The art show, “I will die the way I lived,” features 15 watercolor paintings by Guerrero, who learned to paint and draw from fellow inmates. “After finishing the painting number 15, I made the decision to stop in this number, because it coincides with the number of years that soon will mark our captivity,” writes Guerrero in his introductory note to the exhibit. Most of their time has been in maximum-security prisons, including many months in solitary confinement.
Also at the Pillsbury House, “The Cuban Wives,” an award-winning documentary about the families of the Cuban Five will be shown on September 19 at 7 PM.
Guerrero, along with four other Cubans—Gerardo Hernández, Ramón Labañino, Fernando González, and René González—were convicted on frame-up charges, including “conspiracy to commit espionage” and, in the case of Hernández, “conspiracy to commit murder,” and received long prison sentences. René Gonzalez was released in 2011 after serving more than 13 years in prison.

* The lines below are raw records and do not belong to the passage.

//! Durable per-step answer storage.
//!
//! One session holds the answers of every step. [`MemoryStore`] keeps them in
//! process; [`JsonFileStore`] keeps them in a single JSON file shaped
//! `{ "steps": { "<index>": { key: value } } }`.

use std::collections::BTreeMap;
use std::path::{Path, PathBuf};
use std::sync::Mutex;

use serde::{Deserialize, Serialize};
use tracing::{debug, warn};

use crate::error::StoreError;
use crate::values::FieldValueMap;

pub trait StepStore: Send + Sync {
    /// Stored answers of `step`; empty when nothing was saved.
    fn load(&self, step: usize) -> Result<FieldValueMap, StoreError>;

    /// Replace the stored answers of `step`.
    fn save(&self, step: usize, values: &FieldValueMap) -> Result<(), StoreError>;

    /// Drop every step of the session.
    fn clear(&self) -> Result<(), StoreError>;
}

#[derive(Debug, Clone, Default, PartialEq, Eq, Serialize, Deserialize)]
pub struct Session {
    #[serde(default)]
    pub steps: BTreeMap<usize, FieldValueMap>,
}

#[derive(Debug, Default)]
pub struct MemoryStore {
    session: Mutex<Session>,
}

impl MemoryStore {
    pub fn new() -> Self {
        Self::default()
    }

    /// Copy of the whole session.
    pub fn session(&self) -> Result<Session, StoreError> {
        let guard = self.session.lock().map_err(|_| StoreError::Poisoned)?;
        Ok(guard.clone())
    }
}

impl StepStore for MemoryStore {
    fn load(&self, step: usize) -> Result<FieldValueMap, StoreError> {
        let guard = self.session.lock().map_err(|_| StoreError::Poisoned)?;
        Ok(guard.steps.get(&step).cloned().unwrap_or_default())
    }

    fn save(&self, step: usize, values: &FieldValueMap) -> Result<(), StoreError> {
        let mut guard = self.session.lock().map_err(|_| StoreError::Poisoned)?;
        guard.steps.insert(step, values.clone());
        Ok(())
    }

    fn clear(&self) -> Result<(), StoreError> {
        let mut guard = self.session.lock().map_err(|_| StoreError::Poisoned)?;
        guard.steps.clear();
        Ok(())
    }
}

/// Session file on disk. Every save rewrites the whole file.
#[derive(Debug)]
pub struct JsonFileStore {
    path: PathBuf,
    lock: Mutex<()>,
}

impl JsonFileStore {
    pub fn new(path: impl Into<PathBuf>) -> Self {
        Self {
            path: path.into(),
            lock: Mutex::new(()),
        }
    }

    pub fn path(&self) -> &Path {
        &self.path
    }

    fn read_session(&self) -> Result<Session, StoreError> {
        let raw = match std::fs::read_to_string(&self.path) {
            Ok(raw) => raw,
            Err(e) if e.kind() == std::io::ErrorKind::NotFound => return Ok(Session::default()),
            Err(source) => {
                return Err(StoreError::Io {
                    path: self.path.clone(),
                    source,
                })
            }
        };
        if raw.trim().is_empty() {
            return Ok(Session::default());
        }
        serde_json::from_str(&raw).map_err(|source| StoreError::Json {
            path: self.path.clone(),
            source,
        })
    }

    fn write_session(&self, session: &Session) -> Result<(), StoreError> {
        if let Some(parent) = self.path.parent().filter(|p| !p.as_os_str().is_empty()) {
            std::fs::create_dir_all(parent).map_err(|source| StoreError::Io {
                path: parent.to_path_buf(),
                source,
            })?;
        }
        let raw = serde_json::to_string_pretty(session).map_err(|source| StoreError::Json {
            path: self.path.clone(),
            source,
        })?;
        std::fs::write(&self.path, raw).map_err(|source| StoreError::Io {
            path: self.path.clone(),
            source,
        })
    }
}

impl StepStore for JsonFileStore {
    fn load(&self, step: usize) -> Result<FieldValueMap, StoreError> {
        let _guard = self.lock.lock().map_err(|_| StoreError::Poisoned)?;
        let session = self.read_session()?;
        Ok(session.steps.get(&step).cloned().unwrap_or_default())
    }

    fn save(&self, step: usize, values: &FieldValueMap) -> Result<(), StoreError> {
        let _guard = self.lock.lock().map_err(|_| StoreError::Poisoned)?;
        // Other steps live in the same file; never write over one we cannot read.
        let mut session = self.read_session().inspect_err(|e| {
            warn!(path = %self.path.display(), error = %e, "session file unreadable; not saving");
        })?;
        session.steps.insert(step, values.clone());
        self.write_session(&session)?;
        debug!(step, keys = values.len(), path = %self.path.display(), "step saved");
        Ok(())
    }

    fn clear(&self) -> Result<(), StoreError> {
        let _guard = self.lock.lock().map_err(|_| StoreError::Poisoned)?;
        match std::fs::remove_file(&self.path) {
            Ok(()) => Ok(()),
            Err(e) if e.kind() == std::io::ErrorKind::NotFound => Ok(()),
            Err(source) => Err(StoreError::Io {
                path: self.path.clone(),
                source,
            }),
        }
    }
}
//! Field value model shared by every engine component.
//!
//! A step's live answers are held in a [`FieldValueMap`]: one entry per field
//! key. Keys follow the widget naming of the schema:
//!   * radio groups and select members use their `name` directly
//!   * checkbox options are keyed `"{name}-{optionIndex}"` and hold a flag
//!   * a checkbox group may instead store the selected option labels as a
//!     list under its bare `name`
//!
//! Typical usage:
//! ```
//! use autofill::values::{FieldValue, FieldValueMap};
//!
//! let mut values = FieldValueMap::new();
//! values.set("contract", "yes");
//! values.set("extras-0", true);
//! assert_eq!(values.text("contract"), Some("yes"));
//! assert!(values.flag("extras-0"));
//! ```
//
// NOTE: Keep this module free of scheduling concerns; the predicate and the
// reconciler both rely on it being plain data.

use std::collections::BTreeMap;

use serde::{Deserialize, Serialize};

/// A single stored answer.
#[derive(Debug, Clone, PartialEq, Eq, Serialize, Deserialize)]
#[serde(untagged)]
pub enum FieldValue {
    Flag(bool),
    Text(String),
    List(Vec<String>),
}

impl FieldValue {
    /// True when the value carries an actual answer: a non-empty string, a
    /// `true` flag or a non-empty list.
    pub fn is_filled(&self) -> bool {
        match self {
            FieldValue::Flag(b) => *b,
            FieldValue::Text(s) => !s.is_empty(),
            FieldValue::List(items) => !items.is_empty(),
        }
    }

    /// Like [`is_filled`](Self::is_filled), but a text value equal to the
    /// select placeholder does not count.
    pub fn is_meaningful(&self, placeholder: &str) -> bool {
        match self {
            FieldValue::Text(s) => !s.is_empty() && s != placeholder,
            other => other.is_filled(),
        }
    }

    pub fn as_text(&self) -> Option<&str> {
        match self {
            FieldValue::Text(s) => Some(s.as_str()),
            _ => None,
        }
    }
}

impl From<&str> for FieldValue {
    fn from(value: &str) -> Self {
        FieldValue::Text(value.to_string())
    }
}

impl From<String> for FieldValue {
    fn from(value: String) -> Self {
        FieldValue::Text(value)
    }
}

impl From<bool> for FieldValue {
    fn from(value: bool) -> Self {
        FieldValue::Flag(value)
    }
}

impl From<Vec<String>> for FieldValue {
    fn from(value: Vec<String>) -> Self {
        FieldValue::List(value)
    }
}

impl std::fmt::Display for FieldValue {
    fn fmt(&self, f: &mut std::fmt::Formatter<'_>) -> std::fmt::Result {
        match self {
            FieldValue::Flag(b) => write!(f, "{b}"),
            FieldValue::Text(s) => write!(f, "{s:?}"),
            FieldValue::List(items) => write!(f, "[{}]", items.join(", ")),
        }
    }
}

/// Key of the indexed flag for checkbox option `index` of group `name`.
pub fn checkbox_key(name: &str, index: usize) -> String {
    format!("{name}-{index}")
}

/// Live answers of one wizard step.
#[derive(Debug, Clone, Default, PartialEq, Eq, Serialize, Deserialize)]
#[serde(transparent)]
pub struct FieldValueMap {
    entries: BTreeMap<String, FieldValue>,
}

impl FieldValueMap {
    pub fn new() -> Self {
        Self::default()
    }

    /// Set (or replace) the value for a key.
    pub fn set(&mut self, key: &str, value: impl Into<FieldValue>) {
        self.entries.insert(key.to_string(), value.into());
    }

    pub fn get(&self, key: &str) -> Option<&FieldValue> {
        self.entries.get(key)
    }

    pub fn remove(&mut self, key: &str) -> Option<FieldValue> {
        self.entries.remove(key)
    }

    /// Text value for a key, if it holds one.
    pub fn text(&self, key: &str) -> Option<&str> {
        self.get(key).and_then(FieldValue::as_text)
    }

    /// True only when the key holds `Flag(true)`.
    pub fn flag(&self, key: &str) -> bool {
        matches!(self.get(key), Some(FieldValue::Flag(true)))
    }

    pub fn is_filled(&self, key: &str) -> bool {
        self.get(key).is_some_and(FieldValue::is_filled)
    }

    pub fn is_meaningful(&self, key: &str, placeholder: &str) -> bool {
        self.get(key).is_some_and(|v| v.is_meaningful(placeholder))
    }

    /// Add or remove one label in the list stored under a checkbox group name.
    ///
    /// Any non-list value previously stored under the key is replaced.
    pub fn toggle_checkbox_label(&mut self, name: &str, label: &str, checked: bool) {
        let mut items = match self.entries.remove(name) {
            Some(FieldValue::List(items)) => items,
            _ => Vec::new(),
        };
        if checked {
            if !items.iter().any(|l| l == label) {
                items.push(label.to_string());
            }
        } else {
            items.retain(|l| l != label);
        }
        self.entries.insert(name.to_string(), FieldValue::List(items));
    }

    /// Overlay `other` onto `self`, keeping every key of `self` that already
    /// holds a meaningful value. Returns the keys actually taken from `other`.
    pub fn merge_missing(&mut self, other: &FieldValueMap, placeholder: &str) -> Vec<String> {
        let mut taken = Vec::new();
        for (key, value) in other.iter() {
            if self.is_meaningful(key, placeholder) {
                continue;
            }
            self.entries.insert(key.clone(), value.clone());
            taken.push(key.clone());
        }
        taken
    }

    /// Number of keys holding a meaningful value.
    pub fn meaningful_count(&self, placeholder: &str) -> usize {
        self.entries
            .values()
            .filter(|v| v.is_meaningful(placeholder))
            .count()
    }

    pub fn iter(&self) -> impl Iterator<Item = (&String, &FieldValue)> {
        self.entries.iter()
    }

    pub fn keys(&self) -> impl Iterator<Item = &String> {
        self.entries.keys()
    }

    pub fn len(&self) -> usize {
        self.entries.len()
    }

    pub fn is_empty(&self) -> bool {
        self.entries.is_empty()
    }
}

impl<K: Into<String>, V: Into<FieldValue>> FromIterator<(K, V)> for FieldValueMap {
    fn from_iter<T: IntoIterator<Item = (K, V)>>(iter: T) -> Self {
        Self {
            entries: iter
                .into_iter()
                .map(|(k, v)| (k.into(), v.into()))
                .collect(),
        }
    }
}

Known internationally as the Cuban Five, these revolutionaries were arrested in September 1998 in Miami by the FBI. The five had been gathering information on right-wing Cuban exile groups in Florida that have a long history of carrying out violent acts against the Cuban Revolution, with the complicity of the U.S. government. Their assignment was to keep the Cuban government informed of these deadly operations in order to prevent as many as possible from coming to fruition. Over five decades, more than 3,500 Cubans have been killed and 2,100 injured in attacks, most originating from U.S. soil.
Guerrero was sentenced to life in prison plus 10 years. On October 13, 2009, his sentence was reduced to 21 years and 10 months, after an appeals court ruled that the sentences of three of the five—Guerrero, Labañino, and Fernando González—were excessive. The reduction in the draconian sentences was an acknowledgement of the pressure put on the U.S. government from the worldwide campaign demanding freedom for the Cuban Five.
More than 350 committees in 114 countries, hundreds of political organizations, and thousands of individuals around the world are working to win the freedom of the Cuban Five. Support ranges from the National Conference of Black Lawyers to the National Council of Churches, actors like Danny Glover and Harry Belafonte, 12 Nobel Prize laureates, to several trade unions, and many others.
The painting exhibit will continue through the month of September.